In Basel gabs zum siebten Mal den «March against Bayer & Syngenta». Wegen der Corona-Pandemie wurde der Protest gegen die Agrochemiemultis nicht in der gewohnten Form auf die Strasse getragen.

Bewilligte Schnitzeljagd

In früheren Jahren zogen jeweils bis zu 2000 Menschen in einem Demonstrationszug zum Syngenta-Konzernsitz beim Badischen Bahnhof.
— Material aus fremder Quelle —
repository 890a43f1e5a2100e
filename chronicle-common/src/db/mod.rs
//! Database models and initialization

pub mod init;
pub mod models;

pub use init::*;
pub use models::*;
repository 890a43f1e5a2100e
//! Business logic behind the HTTP handlers
//!
//! Handlers stay thin: they extract the request, call one service with the
//! explicit [`crate::RequestContext`], and serialize the result.

pub mod access_gate;
pub mod accounts;
pub mod billing;
pub mod catalog;
pub mod feed;
pub mod password;
pub mod progress;
pub mod recommender;
pub mod reconciler;
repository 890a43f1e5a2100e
use axum::{extract::State, Extension, Json};
use chronicle_common::db::Achievement;

use crate::context::RequestContext;
use crate::error::ApiResult;
use crate::{db, AppState};

/// GET /api/achievements
pub async fn list_achievements(
    State(state): State<AppState>,
    Extension(context): Extension<RequestContext>,
) -> ApiResult<Json<Vec<Achievement>>> {
    let user = context.require_user()?;
    Ok(Json(db::achievements::list_for_user(&state.db, user.id).await?))
}
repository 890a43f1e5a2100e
//! Lesson recommendation engine
//!
//! Candidates share an era with something the user finished, are not
//! finished themselves, and fall inside a duration band centred on the
//! typical length of the lessons the user has completed. Lessons building
//! on a completed prerequisite rank first, then newer lessons.
//!
//! A user with no completions gets no recommendations.

use chronicle_common::db::{Era, Lesson};
use sqlx::SqlitePool;
use std::cmp::Ordering;
use std::collections::HashSet;
use tracing::debug;

use crate::db;
use crate::error::ApiResult;

/// Maximum number of lessons returned
pub const MAX_RECOMMENDATIONS: usize = 5;
/// Band half-width around the centre, in minutes
pub const BAND_HALF_WIDTH: i64 = 10;
/// Lower floor of the band, in minutes
pub const MIN_BAND_MINUTES: i64 = 5;

/// Inclusive range of acceptable `estimated_minutes`
#[derive(Debug, Clone, Copy, PartialEq, Eq)]
pub struct DurationBand {
    pub min: i64,
    pub max: i64,
}

impl DurationBand {
    /// `[max(5, n - 10), n + 10]`
    pub fn around(n: i64) -> Self {
        Self {
            min: (n - BAND_HALF_WIDTH).max(MIN_BAND_MINUTES),
            max: n + BAND_HALF_WIDTH,
        }
    }

    /// Band centred on the rounded mean length of the completed lessons
    ///
    /// One completed 15 minute lesson gives `[5, 25]`.
    pub fn for_completed(completed: &[Lesson]) -> Self {
        let count = completed.len().max(1) as i64;
        let total: i64 = completed.iter().map(|lesson| lesson.estimated_minutes).sum();
        Self::around((total + count / 2) / count)
    }

    pub fn contains(&self, minutes: i64) -> bool {
        (self.min..=self.max).contains(&minutes)
    }
}

/// Rank catalog lessons for a user given the lessons they completed
pub fn recommend(completed: &[Lesson], catalog: &[Lesson]) -> Vec<Lesson> {
    let preferred_eras: HashSet<Era> = completed.iter().map(|lesson| lesson.era).collect();
    if preferred_eras.is_empty() {
        return Vec::new();
    }

    let completed_ids: HashSet<i64> = completed.iter().map(|lesson| lesson.id).collect();
    let band = DurationBand::for_completed(completed);

    let mut candidates: Vec<(bool, &Lesson)> = catalog
        .iter()
        .filter(|lesson| preferred_eras.contains(&lesson.era))
        .filter(|lesson| !completed_ids.contains(&lesson.id))
        .filter(|lesson| band.contains(lesson.estimated_minutes))
        .map(|lesson| {
            let boosted = lesson
                .prerequisites
                .iter()
                .any(|id| completed_ids.contains(id));
            (boosted, lesson)
        })
        .collect();

    candidates.sort_by(|(a_boost, a), (b_boost, b)| rank(*a_boost, a, *b_boost, b));

    candidates
        .into_iter()
        .take(MAX_RECOMMENDATIONS)
        .map(|(_, lesson)| lesson.clone())
        .collect()
}

/// Boosted first, then newest, then highest id
fn rank(a_boost: bool, a: &Lesson, b_boost: bool, b: &Lesson) -> Ordering {
    b_boost
        .cmp(&a_boost)
        .then_with(|| b.created_at.cmp(&a.created_at))
        .then_with(|| b.id.cmp(&a.id))
}

/// Load a user's history and the catalog, then rank
pub async fn recommend_for_user(pool: &SqlitePool, user_id: i64) -> ApiResult<Vec<Lesson>> {
    let completed = db::lessons::completed_lessons(pool, user_id).await?;
    if completed.is_empty() {
        debug!(user_id, "No completed lessons, nothing to recommend");
        return Ok(Vec::new());
    }

    let catalog = db::lessons::list_lessons(pool).await?;
    let recommendations = recommend(&completed, &catalog);

    debug!(
        user_id,
        completed = completed.len(),
        recommended = recommendations.len(),
        "Computed recommendations"
    );

    Ok(recommendations)
}
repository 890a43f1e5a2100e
//! Error types for chronicle-server
//!
//! Every failure is converted to an HTTP status and a JSON body at the
//! request boundary:
//!
//! ```json
//! { "error": { "code": "FORBIDDEN", "message": "...", "action": "subscribe" } }
//! ```

use axum::{
    http::StatusCode,
    response::{IntoResponse, Response},
    Json,
};
use chronicle_common::api::SignatureError;
use serde_json::{json, Map, Value};
use thiserror::Error;
use tracing::error;

use crate::services::billing::BillingError;

/// API error type
#[derive(Debug, Error)]
pub enum ApiError {
    /// No signed-in user where one is mandatory (401)
    #[error("Authentication required")]
    AuthenticationRequired,

    /// Login with unknown username or wrong password (401)
    #[error("Invalid username or password")]
    InvalidCredentials,

    /// Resource not found (404)
    #[error("Resource not found: {0}")]
    NotFound(String),

    /// Viewer lacks the entitlement or role (403)
    #[error("Forbidden: {message}")]
    Forbidden {
        message: String,
        /// Suggested user-visible remedy, e.g. `subscribe`
        action: Option<&'static str>,
    },

    /// Malformed request payload (400)
    #[error("Validation failed: {message}")]
    Validation {
        field: Option<String>,
        message: String,
    },

    /// Conflict (409), e.g. username taken
    #[error("Conflict: {0}")]
    Conflict(String),

    /// Webhook signature missing or not verifiable (400)
    #[error("Invalid signature: {0}")]
    InvalidSignature(String),

    /// Billing processor rejected or failed a request (500)
    #[error("Billing error: {0}")]
    UpstreamBilling(String),

    /// Persistence failure (500)
    #[error("Database error: {0}")]
    Store(#[from] sqlx::Error),

    /// chronicle-common error
    #[error("Common error: {0}")]
    Common(#[from] chronicle_common::Error),

    /// Internal server error (500)
    #[error("Internal server error: {0}")]
    Internal(String),
}

impl ApiError {
    pub fn not_found(what: &str, id: i64) -> Self {
        ApiError::NotFound(format!("{} {} not found", what, id))
    }

    /// Premium content without entitlement; the client offers a subscription
    pub fn premium_required() -> Self {
        ApiError::Forbidden {
            message: "Premium subscription required".to_string(),
            action: Some("subscribe"),
        }
    }

    pub fn forbidden(message: impl Into<String>) -> Self {
        ApiError::Forbidden {
            message: message.into(),
            action: None,
        }
    }

    pub fn validation(field: impl Into<String>, message: impl Into<String>) -> Self {
        ApiError::Validation {
            field: Some(field.into()),
            message: message.into(),
        }
    }

    /// Malformed JSON body; names the field when serde reports one
    pub fn invalid_json(err: serde_json::Error) -> Self {
        let message = err.to_string();
        ApiError::Validation {
            field: first_backticked(&message),
            message,
        }
    }

    pub fn status(&self) -> StatusCode {
        match self {
            ApiError::AuthenticationRequired | ApiError::InvalidCredentials => {
                StatusCode::UNAUTHORIZED
            }
            ApiError::NotFound(_) => StatusCode::NOT_FOUND,
            ApiError::Forbidden { .. } => StatusCode::FORBIDDEN,
            ApiError::Validation { .. } | ApiError::InvalidSignature(_) => StatusCode::BAD_REQUEST,
            ApiError::Conflict(_) => StatusCode::CONFLICT,
            ApiError::Common(chronicle_common::Error::NotFound(_)) => StatusCode::NOT_FOUND,
            ApiError::Common(chronicle_common::Error::InvalidInput(_)) => StatusCode::BAD_REQUEST,
            ApiError::UpstreamBilling(_)
            | ApiError::Store(_)
            | ApiError::Common(_)
            | ApiError::Internal(_) => StatusCode::INTERNAL_SERVER_ERROR,
        }
    }

    fn code(&self) -> &'static str {
        match self {
            ApiError::AuthenticationRequired => "AUTHENTICATION_REQUIRED",
            ApiError::InvalidCredentials => "INVALID_CREDENTIALS",
            ApiError::NotFound(_) => "NOT_FOUND",
            ApiError::Forbidden { .. } => "FORBIDDEN",
            ApiError::Validation { .. } => "VALIDATION_ERROR",
            ApiError::Conflict(_) => "CONFLICT",
            ApiError::InvalidSignature(_) => "INVALID_SIGNATURE",
            ApiError::UpstreamBilling(_) => "UPSTREAM_BILLING_ERROR",
            ApiError::Store(_) | ApiError::Common(chronicle_common::Error::Database(_)) => {
                "STORE_ERROR"
            }
            ApiError::Common(chronicle_common::Error::NotFound(_)) => "NOT_FOUND",
            ApiError::Common(chronicle_common::Error::InvalidInput(_)) => "VALIDATION_ERROR",
            ApiError::Common(_) | ApiError::Internal(_) => "INTERNAL_ERROR",
        }
    }
}

/// First `quoted` token in a serde error message
fn first_backticked(message: &str) -> Option<String> {
    let start = message.find('`')? + 1;
    let len = message[start..].find('`')?;
    Some(message[start..start + len].to_string())
}

impl IntoResponse for ApiError {
    fn into_response(self) -> Response {
        let status = self.status();

        if status.is_server_error() {
            error!("Request failed: {}", self);
        }

        let mut body = Map::new();
        body.insert("code".to_string(), Value::from(self.code()));

        // Store details stay in the log
        let message = match &self {
            ApiError::Store(_) | ApiError::Common(chronicle_common::Error::Database(_)) => {
                "Database error".to_string()
            }
            ApiError::Forbidden { message, .. } | ApiError::Validation { message, .. } => {
                message.clone()
            }
            other => other.to_string(),
        };
        body.insert("message".to_string(), Value::from(message));

        match &self {
            ApiError::Forbidden {
                action: Some(action),
                ..
            } => {
                body.insert("action".to_string(), Value::from(*action));
            }
            ApiError::Validation {
                field: Some(field), ..
            } => {
                body.insert("field".to_string(), Value::from(field.clone()));
            }
            _ => {}
        }

        (status, Json(json!({ "error": body }))).into_response()
    }
}

impl From<BillingError> for ApiError {
    fn from(err: BillingError) -> Self {
        ApiError::UpstreamBilling(err.to_string())
    }
}

impl From<SignatureError> for ApiError {
    fn from(err: SignatureError) -> Self {
        ApiError::InvalidSignature(err.to_string())
    }
}

/// Result type for API handlers
pub type ApiResult<T> = Result<T, ApiError>;
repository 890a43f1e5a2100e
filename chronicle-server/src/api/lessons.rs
//! Lesson catalog, recommendation and completion endpoints

use axum::{
    body::Bytes,
    extract::State,
    http::StatusCode,
    Extension, Json,
};
use chrono::{DateTime, Utc};
use chronicle_common::db::{Era, Lesson};
use serde::Serialize;
use serde_json::{json, Value};

use super::IdPath;
use crate::context::RequestContext;
use crate::error::{ApiError, ApiResult};
use crate::services::{access_gate, catalog, progress, recommender};
use crate::{db, AppState};

/// Lesson without its body, as listed
#[derive(Debug, Clone, Serialize)]
#[serde(rename_all = "camelCase")]
pub struct LessonSummary {
    pub id: i64,
    pub title: String,
    pub description: String,
    pub era: Era,
    pub image_url: Option<String>,
    pub is_premium: bool,
    pub estimated_minutes: i64,
    pub prerequisites: Vec<i64>,
    pub created_at: DateTime<Utc>,
    /// The viewer would be refused when opening it
    pub locked: bool,
}

impl LessonSummary {
    fn for_viewer(lesson: Lesson, context: &RequestContext) -> Self {
        let locked = !access_gate::can_view(&lesson, context.viewer());
        Self {
            id: lesson.id,
            title: lesson.title,
            description: lesson.description,
            era: lesson.era,
            image_url: lesson.image_url,
            is_premium: lesson.is_premium,
            estimated_minutes: lesson.estimated_minutes,
            prerequisites: lesson.prerequisites,
            created_at: lesson.created_at,
            locked,
        }
    }
}

/// GET /api/lessons
pub async fn list_lessons(
    State(state): State<AppState>,
    Extension(context): Extension<RequestContext>,
) -> ApiResult<Json<Vec<LessonSummary>>> {
    let lessons = db::lessons::list_lessons(&state.db).await?;
    let summaries = lessons
        .into_iter()
        .map(|lesson| LessonSummary::for_viewer(lesson, &context))
        .collect();
    Ok(Json(summaries))
}

/// GET /api/lessons/:id
pub async fn get_lesson(
    State(state): State<AppState>,
    Extension(context): Extension<RequestContext>,
    IdPath(id): IdPath,
) -> ApiResult<Json<Lesson>> {
    let lesson = db::lessons::find_lesson(&state.db, id)
        .await?
        .ok_or_else(|| ApiError::not_found("Lesson", id))?;

    if !access_gate::can_view(&lesson, context.viewer()) {
        return Err(ApiError::premium_required());
    }

    Ok(Json(lesson))
}

/// GET /api/lessons/recommended
pub async fn recommended_lessons(
    State(state): State<AppState>,
    Extension(context): Extension<RequestContext>,
) -> ApiResult<Json<Vec<LessonSummary>>> {
    let user = context.require_user()?;
    let lessons = recommender::recommend_for_user(&state.db, user.id).await?;
    let summaries = lessons
        .into_iter()
        .map(|lesson| LessonSummary::for_viewer(lesson, &context))
        .collect();
    Ok(Json(summaries))
}

/// POST /api/lessons/:id/complete
pub async fn complete_lesson(
    State(state): State<AppState>,
    Extension(context): Extension<RequestContext>,
    IdPath(id): IdPath,
) -> ApiResult<Json<Value>> {
    let record = progress::record_completion(&state.db, &context, id).await?;
    Ok(Json(json!({ "success": true, "progress": record })))
}

/// POST /api/lessons
pub async fn create_lesson(
    State(state): State<AppState>,
    Extension(context): Extension<RequestContext>,
    body: Bytes,
) -> ApiResult<(StatusCode, Json<Lesson>)> {
    catalog::require_admin(&state.settings, &context)?;
    let new_lesson = catalog::parse_new_lesson(&body)?;
    let lesson = catalog::create_lesson(&state.db, &state.settings, &context, new_lesson).await?;
    Ok((StatusCode::CREATED, Json(lesson)))
}
//! Premium content gate

use chronicle_common::db::{Lesson, User};

/// Whether `viewer` may open `lesson`
///
/// Free lessons are visible to everyone. Premium lessons require a viewer
/// whose subscription flag is set.
pub fn can_view(lesson: &Lesson, viewer: Option<&User>) -> bool {
    if !lesson.is_premium {
        return true;
    }
    viewer.map(|user| user.is_subscribed).unwrap_or(false)
}
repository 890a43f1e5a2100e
//! Social feed: posting, liking, saving

use chrono::Utc;
use chronicle_common::db::FeedPost;
use serde::Serialize;
use sqlx::SqlitePool;
use tracing::{debug, info};

use crate::context::RequestContext;
use crate::db;
use crate::error::{ApiError, ApiResult};

pub use crate::db::feed::NewPost;

pub const MAX_POST_TITLE_LEN: usize = 200;
pub const MAX_TAGS: usize = 10;

impl NewPost {
    pub fn validate(&self) -> ApiResult<()> {
        let title = self.title.trim();
        if title.is_empty() {
            return Err(ApiError::validation("title", "Title must not be empty"));
        }
        if title.chars().count() > MAX_POST_TITLE_LEN {
            return Err(ApiError::validation(
                "title",
                format!("Title must be at most {} characters", MAX_POST_TITLE_LEN),
            ));
        }
        if self.content.trim().is_empty() {
            return Err(ApiError::validation("content", "Content must not be empty"));
        }
        if let Some(url) = &self.media_url {
            if url.trim().is_empty() {
                return Err(ApiError::validation("mediaUrl", "Media URL must not be blank"));
            }
        }
        if self.tags.len() > MAX_TAGS {
            return Err(ApiError::validation(
                "tags",
                format!("At most {} tags allowed", MAX_TAGS),
            ));
        }
        if self.tags.iter().any(|tag| tag.trim().is_empty()) {
            return Err(ApiError::validation("tags", "Tags must not be blank"));
        }
        Ok(())
    }
}

/// Result of a like toggle
#[derive(Debug, Clone, Copy, PartialEq, Eq, Serialize)]
pub struct LikeState {
    pub liked: bool,
    pub likes: i64,
}

pub async fn create_post(
    pool: &SqlitePool,
    context: &RequestContext,
    post: NewPost,
) -> ApiResult<FeedPost> {
    let user = context.require_user()?;
    post.validate()?;

    let created = db::feed::insert_post(pool, user.id, &post, Utc::now()).await?;
    info!(post_id = created.id, author_id = user.id, "Feed post created");

    Ok(created)
}

/// Like the post if the viewer has not, otherwise unlike it
///
/// The join row and the cached counter change in one transaction, and the
/// delete runs first so the transaction holds the write lock from its
/// first statement.
pub async fn toggle_like(
    pool: &SqlitePool,
    context: &RequestContext,
    post_id: i64,
) -> ApiResult<LikeState> {
    let user = context.require_user()?;

    if db::feed::find_post(pool, post_id).await?.is_none() {
        return Err(ApiError::not_found("Post", post_id));
    }

    let mut tx = pool.begin().await?;

    let liked = if db::feed::delete_like(&mut *tx, user.id, post_id).await? == 1 {
        db::feed::adjust_likes(&mut *tx, post_id, -1).await?;
        false
    } else {
        let inserted = db::feed::insert_like(&mut *tx, user.id, post_id, Utc::now()).await?;
        if inserted == 1 {
            db::feed::adjust_likes(&mut *tx, post_id, 1).await?;
        }
        true
    };

    let likes = db::feed::likes_counter(&mut *tx, post_id).await?;
    tx.commit().await?;

    debug!(post_id, user_id = user.id, liked, likes, "Toggled like");
    Ok(LikeState { liked, likes })
}

/// Save a post for the viewer; saving twice is harmless
pub async fn save(pool: &SqlitePool, context: &RequestContext, post_id: i64) -> ApiResult<()> {
    let user = context.require_user()?;

    if db::feed::find_post(pool, post_id).await?.is_none() {
        return Err(ApiError::not_found("Post", post_id));
    }

    let newly_saved = db::feed::save_post(pool, user.id, post_id, Utc::now()).await?;
    debug!(post_id, user_id = user.id, newly_saved, "Saved post");

    Ok(())
}
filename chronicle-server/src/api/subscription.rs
//! Subscription initiation and billing webhook
//!
//! The webhook authenticates by signature only; it sits outside the
//! session middleware.

use axum::{body::Bytes, extract::State, http::HeaderMap, Extension, Json};
use chrono::Utc;
use serde_json::{json, Value};
use tracing::warn;

use crate::context::RequestContext;
use crate::error::ApiResult;
use crate::services::billing::{self, SubscriptionIntent};
use crate::services::reconciler;
use crate::AppState;

pub const SIGNATURE_HEADER: &str = "stripe-signature";

/// POST /api/create-subscription
pub async fn create_subscription(
    State(state): State<AppState>,
    Extension(context): Extension<RequestContext>,
) -> ApiResult<Json<SubscriptionIntent>> {
    let user = context.require_user()?;
    let intent = billing::start_subscription(&state.db, state.billing.as_ref(), user).await?;
    Ok(Json(intent))
}

/// POST /api/webhook
pub async fn billing_webhook(
    State(state): State<AppState>,
    headers: HeaderMap,
    body: Bytes,
) -> ApiResult<Json<Value>> {
    let signature = headers
        .get(SIGNATURE_HEADER)
        .and_then(|value| value.to_str().ok());

    let event = reconciler::verify_event(
        &body,
        signature,
        state.settings.webhook_secret.as_deref(),
        state.settings.webhook_tolerance_secs,
        Utc::now().timestamp(),
    )
    .map_err(|err| {
        warn!("Rejected billing webhook: {}", err);
        err
    })?;

    let outcome = reconciler::reconcile(&state.db, &event).await?;
    Ok(Json(json!({ "received": true, "outcome": outcome.as_str() })))
}
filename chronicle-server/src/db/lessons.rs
//! Lesson catalog queries

use chrono::{DateTime, Utc};
use chronicle_common::db::{Era, Lesson};
use chronicle_common::Result;
use serde::Deserialize;
use sqlx::{Executor, Sqlite};

const LESSON_COLUMNS: &str = "l.id, l.title, l.description, l.content, l.era, l.image_url, \
     l.is_premium, l.estimated_minutes, l.prerequisites, l.created_at";

/// All lessons, newest first
pub async fn list_lessons<'e, E>(executor: E) -> Result<Vec<Lesson>>
where
    E: Executor<'e, Database = Sqlite>,
{
    let sql = format!(
        "SELECT {} FROM lessons l ORDER BY l.created_at DESC, l.id DESC",
        LESSON_COLUMNS
    );
    let lessons = sqlx::query_as::<_, Lesson>(&sql).fetch_all(executor).await?;
    Ok(lessons)
}

pub async fn find_lesson<'e, E>(executor: E, id: i64) -> Result<Option<Lesson>>
where
    E: Executor<'e, Database = Sqlite>,
{
    let sql = format!("SELECT {} FROM lessons l WHERE l.id = ?", LESSON_COLUMNS);
    let lesson = sqlx::query_as::<_, Lesson>(&sql)
        .bind(id)
        .fetch_optional(executor)
        .await?;
    Ok(lesson)
}

/// Lessons the user has completed
pub async fn completed_lessons<'e, E>(executor: E, user_id: i64) -> Result<Vec<Lesson>>
where
    E: Executor<'e, Database = Sqlite>,
{
    let sql = format!(
        "SELECT {} FROM user_progress p \
         JOIN lessons l ON l.id = p.lesson_id \
         WHERE p.user_id = ? AND p.completed = 1",
        LESSON_COLUMNS
    );
    let lessons = sqlx::query_as::<_, Lesson>(&sql)
        .bind(user_id)
        .fetch_all(executor)
        .await?;
    Ok(lessons)
}

/// Lesson as submitted by an administrator or a seed file
#[derive(Debug, Clone, PartialEq, Deserialize)]
#[serde(rename_all = "camelCase", deny_unknown_fields)]
pub struct NewLesson {
    pub title: String,
    pub description: String,
    pub content: String,
    pub era: Era,
    #[serde(default)]
    pub image_url: Option<String>,
    #[serde(default)]
    pub is_premium: bool,
    pub estimated_minutes: i64,
    #[serde(default)]
    pub prerequisites: Vec<i64>,
}

/// Insert a validated lesson
pub async fn insert_lesson<'e, E>(
    executor: E,
    lesson: &NewLesson,
    created_at: DateTime<Utc>,
) -> Result<Lesson>
where
    E: Executor<'e, Database = Sqlite>,
{
    let prerequisites = serde_json::to_string(&lesson.prerequisites)?;

    let inserted = sqlx::query_as::<_, Lesson>(
        r#"
        INSERT INTO lessons (
            title, description, content, era, image_url,
            is_premium, estimated_minutes, prerequisites, created_at
        ) VALUES (?, ?, ?, ?, ?, ?, ?, ?, ?)
        RETURNING id, title, description, content, era, image_url,
                  is_premium, estimated_minutes, prerequisites, created_at
        "#,
    )
    .bind(&lesson.title)
    .bind(&lesson.description)
    .bind(&lesson.content)
    .bind(lesson.era.as_str())
    .bind(&lesson.image_url)
    .bind(lesson.is_premium)
    .bind(lesson.estimated_minutes)
    .bind(prerequisites)
    .bind(created_at)
    .fetch_one(executor)
    .await?;

    Ok(inserted)
}

/// How many of the given ids exist
pub async fn count_existing<'e, E>(executor: E, ids: &[i64]) -> Result<i64>
where
    E: Executor<'e, Database = Sqlite>,
{
    let ids_json = serde_json::to_string(ids)?;
    let count: i64 = sqlx::query_scalar(
        "SELECT COUNT(*) FROM lessons WHERE id IN (SELECT value FROM json_each(?))",
    )
    .bind(ids_json)
    .fetch_one(executor)
    .await?;
    Ok(count)
}

pub async fn title_exists<'e, E>(executor: E, title: &str) -> Result<bool>
where
    E: Executor<'e, Database = Sqlite>,
{
    let exists: bool = sqlx::query_scalar("SELECT EXISTS(SELECT 1 FROM lessons WHERE title = ?)")
        .bind(title)
        .fetch_one(executor)
        .await?;
    Ok(exists)
}
//! Lesson completion tracking
//!
//! One progress row per (user, lesson). The insert runs first so that the
//! transaction takes the write lock immediately and the store's unique
//! constraint decides concurrent duplicates.

use chrono::Utc;
use chronicle_common::db::ProgressRecord;
use serde_json::json;
use sqlx::SqlitePool;
use tracing::{debug, info};

use super::access_gate;
use crate::context::RequestContext;
use crate::db;
use crate::error::{ApiError, ApiResult};

/// Achievement kind appended on first completion
pub const LESSON_COMPLETED: &str = "lesson_completed";

/// Mark a lesson completed for the signed-in user
pub async fn record_completion(
    pool: &SqlitePool,
    context: &RequestContext,
    lesson_id: i64,
) -> ApiResult<ProgressRecord> {
    let user = context.require_user()?;

    let lesson = db::lessons::find_lesson(pool, lesson_id)
        .await?
        .ok_or_else(|| ApiError::not_found("Lesson", lesson_id))?;

    if !access_gate::can_view(&lesson, Some(user)) {
        return Err(ApiError::premium_required());
    }

    let now = Utc::now();
    let mut tx = pool.begin().await?;

    let newly_completed = if db::progress::insert_completed(&mut *tx, user.id, lesson.id, now).await? {
        true
    } else {
        let existing = db::progress::find_progress(&mut *tx, user.id, lesson.id)
            .await?
            .ok_or_else(|| {
                ApiError::Internal(format!(
                    "Progress row for user {} lesson {} vanished",
                    user.id, lesson.id
                ))
            })?;
        db::progress::mark_completed(&mut *tx, existing.id, now).await?;
        !existing.completed
    };

    if newly_completed {
        let details = json!({ "lessonId": lesson.id, "era": lesson.era });
        db::achievements::append_achievement(&mut *tx, user.id, LESSON_COMPLETED, &details, now)
            .await?;
    }

    let record = db::progress::find_progress(&mut *tx, user.id, lesson.id)
        .await?
        .ok_or_else(|| ApiError::Internal("Progress row missing after upsert".to_string()))?;

    tx.commit().await?;

    if newly_completed {
        info!(user_id = user.id, lesson_id = lesson.id, "Lesson completed");
    } else {
        debug!(user_id = user.id, lesson_id = lesson.id, "Lesson completion refreshed");
    }

    Ok(record)
}
//! Database access layer for chronicle-server
//!
//! One module per table. Single-statement functions take any executor so
//! they work against the pool or inside a transaction.

pub mod achievements;
pub mod billing_events;
pub mod feed;
pub mod lessons;
pub mod progress;
pub mod sessions;
pub mod users;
War der Marsch 2020 Corona-bedingt fast vollständig ins Internet verlegt worden, fand die von den Behörden bewilligte Veranstaltung am Samstag nun in Form einer Schnitzeljagd mit verschiedenen Ständen statt.

Gesundheit der Menschen

Vor der Schnitzeljagd hatten sich vor dem Syngenta-Sitz rund 70 Personen eingefunden. Wie sich vor Ort zeigte, hielten sie sich an das von den Veranstaltern vorgegebene Corona-Schutzkonzept und trugen fast ausnahmslos Gesichtsmasken.

In verschiedenen Reden vor dem Syngenta-Sitz und später auch an der Schlusskundgebung auf dem Theaterplatz wurde die Agroindustrie scharf kritisiert. Für sie komme der Profit vor der Gesundheit der Menschen, dem Schutz der Umwelt und des Klimas.